What you should do: Look through the material below. Copy each line that contains the string "sent".

───── Records for this exercise

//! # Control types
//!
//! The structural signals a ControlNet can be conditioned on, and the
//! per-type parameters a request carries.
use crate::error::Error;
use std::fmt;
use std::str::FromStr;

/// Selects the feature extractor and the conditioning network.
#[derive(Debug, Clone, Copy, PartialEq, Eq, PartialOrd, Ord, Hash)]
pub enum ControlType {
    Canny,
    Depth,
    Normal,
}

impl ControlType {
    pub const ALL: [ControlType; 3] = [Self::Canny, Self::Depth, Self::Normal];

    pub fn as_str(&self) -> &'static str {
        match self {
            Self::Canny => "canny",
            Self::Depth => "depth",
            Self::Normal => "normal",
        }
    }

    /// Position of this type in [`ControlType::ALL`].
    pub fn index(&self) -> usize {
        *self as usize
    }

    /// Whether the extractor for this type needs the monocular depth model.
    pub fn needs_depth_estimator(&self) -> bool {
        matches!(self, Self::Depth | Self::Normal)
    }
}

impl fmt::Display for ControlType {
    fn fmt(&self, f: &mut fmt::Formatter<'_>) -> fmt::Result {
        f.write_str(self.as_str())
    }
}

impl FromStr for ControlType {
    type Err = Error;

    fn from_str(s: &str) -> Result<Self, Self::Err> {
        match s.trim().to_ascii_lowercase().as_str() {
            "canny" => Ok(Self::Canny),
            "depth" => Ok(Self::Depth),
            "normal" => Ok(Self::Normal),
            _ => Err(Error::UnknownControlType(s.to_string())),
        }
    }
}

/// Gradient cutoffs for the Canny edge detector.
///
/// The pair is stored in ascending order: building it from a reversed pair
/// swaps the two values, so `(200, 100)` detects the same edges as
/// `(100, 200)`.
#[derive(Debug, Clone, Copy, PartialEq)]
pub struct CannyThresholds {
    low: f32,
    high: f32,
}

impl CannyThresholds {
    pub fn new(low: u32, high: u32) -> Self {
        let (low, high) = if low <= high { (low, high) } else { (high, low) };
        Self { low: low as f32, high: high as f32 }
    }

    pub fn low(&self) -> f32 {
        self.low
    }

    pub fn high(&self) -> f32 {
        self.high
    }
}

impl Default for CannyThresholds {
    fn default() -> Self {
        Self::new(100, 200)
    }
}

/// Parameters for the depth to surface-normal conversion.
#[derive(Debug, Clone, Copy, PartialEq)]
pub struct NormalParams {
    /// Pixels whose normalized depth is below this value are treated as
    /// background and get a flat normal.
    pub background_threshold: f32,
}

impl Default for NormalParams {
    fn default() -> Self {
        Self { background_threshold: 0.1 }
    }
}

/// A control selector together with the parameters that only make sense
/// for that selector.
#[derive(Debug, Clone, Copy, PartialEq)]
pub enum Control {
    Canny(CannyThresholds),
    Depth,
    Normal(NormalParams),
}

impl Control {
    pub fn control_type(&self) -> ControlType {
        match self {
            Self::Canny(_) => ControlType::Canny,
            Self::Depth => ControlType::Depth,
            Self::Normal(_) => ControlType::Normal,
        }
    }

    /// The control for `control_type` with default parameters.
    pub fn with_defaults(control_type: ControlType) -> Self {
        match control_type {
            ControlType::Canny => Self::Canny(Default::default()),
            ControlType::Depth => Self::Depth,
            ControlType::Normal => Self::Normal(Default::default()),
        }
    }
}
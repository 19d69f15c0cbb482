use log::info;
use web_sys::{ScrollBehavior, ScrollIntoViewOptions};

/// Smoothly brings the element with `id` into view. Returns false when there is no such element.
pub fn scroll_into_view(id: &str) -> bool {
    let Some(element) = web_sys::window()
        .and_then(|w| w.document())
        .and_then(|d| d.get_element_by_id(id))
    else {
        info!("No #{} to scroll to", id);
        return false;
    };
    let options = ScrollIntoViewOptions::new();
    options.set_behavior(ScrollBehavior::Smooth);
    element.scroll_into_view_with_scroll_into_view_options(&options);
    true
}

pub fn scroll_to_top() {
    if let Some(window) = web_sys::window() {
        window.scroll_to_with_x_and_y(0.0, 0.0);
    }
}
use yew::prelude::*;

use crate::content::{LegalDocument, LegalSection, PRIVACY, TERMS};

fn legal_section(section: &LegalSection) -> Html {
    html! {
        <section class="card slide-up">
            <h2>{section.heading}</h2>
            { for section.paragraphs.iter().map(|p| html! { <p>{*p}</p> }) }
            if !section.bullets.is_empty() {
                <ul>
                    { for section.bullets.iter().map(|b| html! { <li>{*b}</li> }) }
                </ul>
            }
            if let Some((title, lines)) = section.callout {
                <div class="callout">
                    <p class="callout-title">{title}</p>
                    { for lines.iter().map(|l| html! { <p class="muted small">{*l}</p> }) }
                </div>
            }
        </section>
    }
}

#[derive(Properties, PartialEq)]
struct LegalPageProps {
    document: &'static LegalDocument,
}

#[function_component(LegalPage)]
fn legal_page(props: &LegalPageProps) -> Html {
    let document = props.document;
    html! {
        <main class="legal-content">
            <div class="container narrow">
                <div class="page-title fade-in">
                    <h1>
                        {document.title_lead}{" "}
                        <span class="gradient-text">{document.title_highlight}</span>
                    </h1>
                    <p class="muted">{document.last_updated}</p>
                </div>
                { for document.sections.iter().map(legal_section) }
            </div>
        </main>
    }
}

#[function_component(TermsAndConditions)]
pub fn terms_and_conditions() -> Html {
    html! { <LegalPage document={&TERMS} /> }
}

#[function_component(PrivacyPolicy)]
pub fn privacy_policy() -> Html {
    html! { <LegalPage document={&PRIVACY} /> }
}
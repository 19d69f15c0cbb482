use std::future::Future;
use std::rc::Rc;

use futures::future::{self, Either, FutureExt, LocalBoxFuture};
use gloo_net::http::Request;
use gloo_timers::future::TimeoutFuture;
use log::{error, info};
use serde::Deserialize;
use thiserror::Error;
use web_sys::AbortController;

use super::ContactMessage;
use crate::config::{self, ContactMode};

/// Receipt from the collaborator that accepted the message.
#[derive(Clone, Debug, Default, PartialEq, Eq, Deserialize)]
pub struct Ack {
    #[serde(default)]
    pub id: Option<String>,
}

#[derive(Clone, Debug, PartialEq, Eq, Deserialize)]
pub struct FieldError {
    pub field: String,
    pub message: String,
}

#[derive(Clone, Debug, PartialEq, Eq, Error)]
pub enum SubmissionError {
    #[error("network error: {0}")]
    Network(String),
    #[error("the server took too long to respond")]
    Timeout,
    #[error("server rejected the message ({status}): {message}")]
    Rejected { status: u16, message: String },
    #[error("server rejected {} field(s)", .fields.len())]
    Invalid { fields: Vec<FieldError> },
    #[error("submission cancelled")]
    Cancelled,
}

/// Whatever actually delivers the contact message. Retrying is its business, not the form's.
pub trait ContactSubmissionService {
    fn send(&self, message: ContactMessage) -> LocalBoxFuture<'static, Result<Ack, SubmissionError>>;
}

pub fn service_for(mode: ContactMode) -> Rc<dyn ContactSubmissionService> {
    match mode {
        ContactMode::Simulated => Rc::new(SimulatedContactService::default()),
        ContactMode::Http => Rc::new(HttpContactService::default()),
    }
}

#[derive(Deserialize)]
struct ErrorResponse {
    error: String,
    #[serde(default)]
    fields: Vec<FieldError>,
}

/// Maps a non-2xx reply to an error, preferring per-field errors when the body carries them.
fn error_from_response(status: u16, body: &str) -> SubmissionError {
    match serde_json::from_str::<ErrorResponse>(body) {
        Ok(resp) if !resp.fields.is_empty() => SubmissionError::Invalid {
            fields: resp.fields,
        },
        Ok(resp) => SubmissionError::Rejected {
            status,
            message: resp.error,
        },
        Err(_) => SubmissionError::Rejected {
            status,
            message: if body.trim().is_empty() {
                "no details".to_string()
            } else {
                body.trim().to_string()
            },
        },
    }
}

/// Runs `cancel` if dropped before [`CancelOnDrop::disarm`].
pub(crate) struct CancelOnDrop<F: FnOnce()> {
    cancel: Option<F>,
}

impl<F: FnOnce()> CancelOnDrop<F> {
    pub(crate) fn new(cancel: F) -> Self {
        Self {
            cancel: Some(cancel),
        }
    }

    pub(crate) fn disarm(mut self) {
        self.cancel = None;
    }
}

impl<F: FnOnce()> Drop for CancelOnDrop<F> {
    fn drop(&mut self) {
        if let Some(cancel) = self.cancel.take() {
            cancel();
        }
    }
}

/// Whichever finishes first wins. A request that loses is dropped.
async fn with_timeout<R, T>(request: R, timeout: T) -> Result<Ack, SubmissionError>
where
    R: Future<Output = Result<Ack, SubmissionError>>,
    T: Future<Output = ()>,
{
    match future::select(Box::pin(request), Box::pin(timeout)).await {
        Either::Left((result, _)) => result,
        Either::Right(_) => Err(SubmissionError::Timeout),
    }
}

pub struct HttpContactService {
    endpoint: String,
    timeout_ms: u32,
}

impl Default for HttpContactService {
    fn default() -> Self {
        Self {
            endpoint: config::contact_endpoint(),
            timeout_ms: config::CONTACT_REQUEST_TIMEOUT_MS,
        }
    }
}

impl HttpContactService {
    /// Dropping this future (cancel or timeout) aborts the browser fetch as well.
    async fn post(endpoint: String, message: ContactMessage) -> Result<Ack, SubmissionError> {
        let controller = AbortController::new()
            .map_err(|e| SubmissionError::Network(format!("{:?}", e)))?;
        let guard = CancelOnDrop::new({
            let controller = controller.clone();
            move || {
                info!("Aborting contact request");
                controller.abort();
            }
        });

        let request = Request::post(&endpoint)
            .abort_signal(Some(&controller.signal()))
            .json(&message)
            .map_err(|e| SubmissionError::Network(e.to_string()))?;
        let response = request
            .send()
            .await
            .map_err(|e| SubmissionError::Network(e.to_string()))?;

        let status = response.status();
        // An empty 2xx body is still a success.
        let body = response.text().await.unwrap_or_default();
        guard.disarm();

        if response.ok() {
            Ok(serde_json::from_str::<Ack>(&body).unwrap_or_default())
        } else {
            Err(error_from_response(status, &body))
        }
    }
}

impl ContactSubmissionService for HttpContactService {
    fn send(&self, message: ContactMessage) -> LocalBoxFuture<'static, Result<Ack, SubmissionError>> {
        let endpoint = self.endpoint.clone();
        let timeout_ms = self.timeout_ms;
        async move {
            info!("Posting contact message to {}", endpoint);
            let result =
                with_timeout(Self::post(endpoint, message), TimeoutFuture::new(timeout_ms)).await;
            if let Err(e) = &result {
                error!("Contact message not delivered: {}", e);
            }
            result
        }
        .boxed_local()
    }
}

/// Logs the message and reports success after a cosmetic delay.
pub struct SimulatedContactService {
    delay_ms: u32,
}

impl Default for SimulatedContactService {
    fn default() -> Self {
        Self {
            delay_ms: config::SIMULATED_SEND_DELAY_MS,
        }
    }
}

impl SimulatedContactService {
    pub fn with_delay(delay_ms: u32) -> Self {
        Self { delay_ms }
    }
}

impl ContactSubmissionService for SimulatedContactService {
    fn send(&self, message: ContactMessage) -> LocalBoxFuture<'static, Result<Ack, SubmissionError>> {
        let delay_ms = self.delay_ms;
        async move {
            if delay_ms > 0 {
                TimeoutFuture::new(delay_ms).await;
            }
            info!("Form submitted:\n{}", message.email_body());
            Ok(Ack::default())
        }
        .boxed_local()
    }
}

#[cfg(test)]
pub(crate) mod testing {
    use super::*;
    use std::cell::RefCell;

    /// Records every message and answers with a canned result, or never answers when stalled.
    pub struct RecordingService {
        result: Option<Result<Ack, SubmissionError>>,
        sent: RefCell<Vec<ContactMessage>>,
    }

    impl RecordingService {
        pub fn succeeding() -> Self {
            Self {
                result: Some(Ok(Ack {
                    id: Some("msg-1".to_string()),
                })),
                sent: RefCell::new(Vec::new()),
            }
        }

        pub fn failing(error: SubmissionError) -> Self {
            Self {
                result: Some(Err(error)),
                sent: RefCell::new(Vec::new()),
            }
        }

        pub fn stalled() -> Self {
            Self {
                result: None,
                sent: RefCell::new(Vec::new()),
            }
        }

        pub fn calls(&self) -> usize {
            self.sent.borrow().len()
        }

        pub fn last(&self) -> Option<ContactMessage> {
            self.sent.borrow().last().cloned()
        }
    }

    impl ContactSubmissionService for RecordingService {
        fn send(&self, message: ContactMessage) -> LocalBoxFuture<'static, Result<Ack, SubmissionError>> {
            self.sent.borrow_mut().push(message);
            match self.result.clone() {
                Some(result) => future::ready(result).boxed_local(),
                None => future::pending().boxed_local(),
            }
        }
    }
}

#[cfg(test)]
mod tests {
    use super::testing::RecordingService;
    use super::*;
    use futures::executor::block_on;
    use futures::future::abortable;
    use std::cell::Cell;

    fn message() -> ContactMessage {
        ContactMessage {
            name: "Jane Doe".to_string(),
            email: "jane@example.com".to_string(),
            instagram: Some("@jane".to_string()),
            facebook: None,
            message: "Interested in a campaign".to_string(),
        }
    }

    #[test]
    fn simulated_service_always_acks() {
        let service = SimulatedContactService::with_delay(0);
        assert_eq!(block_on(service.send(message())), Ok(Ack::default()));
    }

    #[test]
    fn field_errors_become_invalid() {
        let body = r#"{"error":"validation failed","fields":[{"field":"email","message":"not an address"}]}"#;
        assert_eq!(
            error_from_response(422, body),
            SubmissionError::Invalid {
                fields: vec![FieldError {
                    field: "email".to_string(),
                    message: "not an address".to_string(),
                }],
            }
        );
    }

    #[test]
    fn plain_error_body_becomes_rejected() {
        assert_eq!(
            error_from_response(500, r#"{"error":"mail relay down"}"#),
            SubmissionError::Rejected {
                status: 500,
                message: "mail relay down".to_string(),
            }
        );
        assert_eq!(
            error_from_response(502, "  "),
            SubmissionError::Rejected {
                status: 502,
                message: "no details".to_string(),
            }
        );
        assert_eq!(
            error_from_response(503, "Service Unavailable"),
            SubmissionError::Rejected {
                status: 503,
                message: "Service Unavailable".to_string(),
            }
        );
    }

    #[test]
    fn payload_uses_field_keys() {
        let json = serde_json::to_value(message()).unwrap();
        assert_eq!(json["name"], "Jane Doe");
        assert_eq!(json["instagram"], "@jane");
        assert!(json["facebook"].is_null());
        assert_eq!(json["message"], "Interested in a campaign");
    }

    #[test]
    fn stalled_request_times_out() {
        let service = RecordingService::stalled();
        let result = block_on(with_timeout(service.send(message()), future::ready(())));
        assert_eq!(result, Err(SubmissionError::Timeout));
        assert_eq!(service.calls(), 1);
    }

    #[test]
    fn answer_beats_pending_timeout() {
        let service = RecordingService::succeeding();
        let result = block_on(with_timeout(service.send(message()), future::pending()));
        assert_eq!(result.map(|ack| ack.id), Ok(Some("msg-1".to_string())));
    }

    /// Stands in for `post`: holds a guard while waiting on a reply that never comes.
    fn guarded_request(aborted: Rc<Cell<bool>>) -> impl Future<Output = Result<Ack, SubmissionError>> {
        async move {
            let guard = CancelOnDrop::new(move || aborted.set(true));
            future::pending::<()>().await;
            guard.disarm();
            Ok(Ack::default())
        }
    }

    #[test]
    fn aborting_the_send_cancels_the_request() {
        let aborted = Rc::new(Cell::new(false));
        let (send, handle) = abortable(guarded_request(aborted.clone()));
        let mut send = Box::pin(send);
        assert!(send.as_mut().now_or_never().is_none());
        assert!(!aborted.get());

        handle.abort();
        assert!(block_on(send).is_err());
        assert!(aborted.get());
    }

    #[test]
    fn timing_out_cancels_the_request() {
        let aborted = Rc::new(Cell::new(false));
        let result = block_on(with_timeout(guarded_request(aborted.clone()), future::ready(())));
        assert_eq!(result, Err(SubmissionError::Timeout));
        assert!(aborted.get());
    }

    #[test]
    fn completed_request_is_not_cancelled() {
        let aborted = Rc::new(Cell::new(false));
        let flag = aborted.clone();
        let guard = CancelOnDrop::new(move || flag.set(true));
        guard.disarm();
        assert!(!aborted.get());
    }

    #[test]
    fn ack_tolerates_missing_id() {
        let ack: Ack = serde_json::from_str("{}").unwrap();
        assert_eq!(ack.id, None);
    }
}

──────────

Solution to the problem:
        sent: RefCell<Vec<ContactMessage>>,
                sent: RefCell::new(Vec::new()),
                sent: RefCell::new(Vec::new()),
                sent: RefCell::new(Vec::new()),
            self.sent.borrow().len()
            self.sent.borrow().last().cloned()
            self.sent.borrow_mut().push(message);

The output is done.